Postby Doveman » Sat May 15, 2021 1:54 pm

I've got the Citronics CCU3 USB mic and the MiniDSP UMIK-1 USB mic both connected to my laptop and I've used Voicemeeter to combine them into a single device, with the CCU3 panned left and the UMIK-1 panned right, so I can use Audacity to record them at the same time for comparison.

I've uploaded three WAV files and a MP3 file which you can download here:
https://mega.nz/folder/18QCGBxQ#zgC6KEUS1VKanzh8_u0Tqw

The CCU3 records quite a bit quieter than the UMIK-1. With the "radio and water pump" recording, I've boosted the left channel (the CCU3) by 9db, to bring the audio up to about the same level.

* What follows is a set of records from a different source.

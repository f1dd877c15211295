// crates/bucketpop-auth/src/security.rs
// ============================================================================
// Module: Credential Comparison
// Description: Constant-time comparison utilities for login secrets.
// Purpose: Keep static credential checks free of early-exit timing signals.
// Dependencies: subtle
// ============================================================================

//! ## Overview
//! Equality helpers used when a submitted user/password pair is checked
//! against configured values.
//!
//! Security posture: both fields are always compared so the response time
//! does not reveal which field was wrong.

use subtle::Choice;
use subtle::ConstantTimeEq;

// ============================================================================
// SECTION: Constant-Time Comparisons
// ============================================================================

/// Compares two strings in constant time.
///
/// Lengths are not hidden; contents are.
#[must_use]
pub fn constant_time_eq_str(a: &str, b: &str) -> bool {
    ct_eq(a, b).into()
}

/// Compares a submitted pair against an expected pair, evaluating both fields.
#[must_use]
pub fn credentials_match(
    user: &str,
    password: &str,
    expected_user: &str,
    expected_password: &str,
) -> bool {
    (ct_eq(user, expected_user) & ct_eq(password, expected_password)).into()
}

/// Constant-time byte equality as a [`Choice`].
fn ct_eq(a: &str, b: &str) -> Choice {
    a.as_bytes().ct_eq(b.as_bytes())
}

// ============================================================================
// SECTION: Tests
// ============================================================================
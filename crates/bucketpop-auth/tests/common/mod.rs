// crates/bucketpop-auth/tests/common/mod.rs
// ============================================================================
// Module: Resolver Test Fixtures
// Description: Shared connectors and mock authorities for resolver tests.
// ============================================================================

//! Shared fixtures for bucketpop-auth integration tests.

#![allow(dead_code, reason = "Not every test binary uses every fixture.")]
#![allow(
    clippy::expect_used,
    clippy::unwrap_used,
    clippy::panic,
    reason = "Test-only fixtures use expect for clarity."
)]

use std::sync::Arc;
use std::sync::Mutex;

use axum::Router;
use bucketpop_auth::ResolveError;
use bucketpop_core::CredentialBundle;
use bucketpop_core::PlaceholderProvider;
use bucketpop_core::Provider;
use bucketpop_core::ProviderError;
use bucketpop_core::StoreConnector;
use tokio::sync::oneshot;

/// Number of messages a store-backed test provider lists.
pub const STORE_MESSAGE_COUNT: usize = 2;

/// Connector that records every bundle it is asked to bind.
#[derive(Default)]
pub struct RecordingConnector {
    bundles: Mutex<Vec<CredentialBundle>>,
}

impl RecordingConnector {
    /// Creates a shared connector.
    pub fn shared() -> Arc<Self> {
        Arc::new(Self::default())
    }

    /// Returns the bundles bound so far.
    pub fn bundles(&self) -> Vec<CredentialBundle> {
        self.bundles.lock().expect("bundles lock").clone()
    }

    /// Returns the single bound bundle.
    pub fn only_bundle(&self) -> CredentialBundle {
        let bundles = self.bundles();
        assert_eq!(bundles.len(), 1, "expected exactly one bound bundle");
        bundles.into_iter().next().expect("bundle")
    }
}

impl StoreConnector for RecordingConnector {
    fn connect(&self, bundle: CredentialBundle) -> Result<Box<dyn Provider>, ProviderError> {
        self.bundles.lock().expect("bundles lock").push(bundle);
        Ok(Box::new(PlaceholderProvider::with_messages([
            ("store-1", b"one".to_vec()),
            ("store-2", b"two".to_vec()),
        ])))
    }
}

/// Connector that refuses every bundle.
pub struct FailingConnector;

impl StoreConnector for FailingConnector {
    fn connect(&self, _bundle: CredentialBundle) -> Result<Box<dyn Provider>, ProviderError> {
        Err(ProviderError::Unavailable("store offline".to_string()))
    }
}

/// Returns the number of messages `provider` lists.
pub async fn listing_len(provider: &dyn Provider) -> usize {
    provider.list_emails(&[]).await.expect("listing").len()
}

/// Serves `app` on an ephemeral local port.
pub async fn spawn_server(app: Router) -> (String, oneshot::Sender<()>) {
    let listener = tokio::net::TcpListener::bind("127.0.0.1:0").await.expect("bind");
    let addr = listener.local_addr().expect("addr");
    let (shutdown_tx, shutdown_rx) = oneshot::channel();
    tokio::spawn(async move {
        let _ = axum::serve(listener, app)
            .with_graceful_shutdown(async move {
                let _ = shutdown_rx.await;
            })
            .await;
    });
    (format!("http://{addr}"), shutdown_tx)
}

/// Returns the error of a resolution expected to fail.
pub fn expect_failure<T>(result: Result<T, ResolveError>) -> ResolveError {
    match result {
        Ok(_) => panic!("expected resolution to fail"),
        Err(error) => error,
    }
}
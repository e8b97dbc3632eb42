//! Seatwarden error types.

use thiserror::Error;

/// Errors that can occur during license and device lifecycle operations.
#[derive(Debug, Error)]
pub enum SeatwardenError {
    /// Configuration is invalid.
    #[error("Configuration error: {0}")]
    ConfigError(String),

    /// A referenced entity does not exist.
    #[error("{entity} not found")]
    NotFound {
        /// The kind of entity that was looked up.
        entity: &'static str,
    },

    /// The operation is not legal in the entity's current lifecycle state.
    #[error("Invalid state: {0}")]
    InvalidState(String),

    /// The license has no free seat for another active device.
    #[error("Device limit reached for license")]
    CapacityExceeded,

    /// Device token is invalid, expired, or of the wrong kind.
    #[error("Device token rejected: {0}")]
    AuthenticationFailed(String),

    /// A unique constraint was violated (license code, plan name, device id).
    #[error("Conflict: {0}")]
    Conflict(String),

    /// The device is already actively bound to a different license.
    #[error("Device already activated under a different license")]
    DeviceBoundElsewhere,
}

With the other two WAV recordings, I haven't done that.

If you open them in Audacity (or any other program that lets you see the waveforms) you'll notice that the UMIK-1 shows peaks where there's nothing actually audible (on headphones at least), so I suspect it was picking up some low-frequency rumble, maybe from a car parking nearby. The CCU3 is more useful in that respect, as where it shows a peak there's normally something audible.

Both mics are quite noisy but the CCU3's noise is higher frequency and that's better for this, as it doesn't mask the noises I'm trying to record as much. So I'd recommended getting that rather than the UMIK-1 for recording this sort of thing.

The "washing machine" recording was made using both mics, before I converted it into a mono MP3. It doesn't really capture how intrusive the noise is, as it vibrates the whole structure of the building which the mic can't record. That applies to the other recordings too, as the impact noises and the water pump noise all have elements to them that can't be captured by these sort of mics. I haven't tried a boundary mic yet, so that might be worth a try.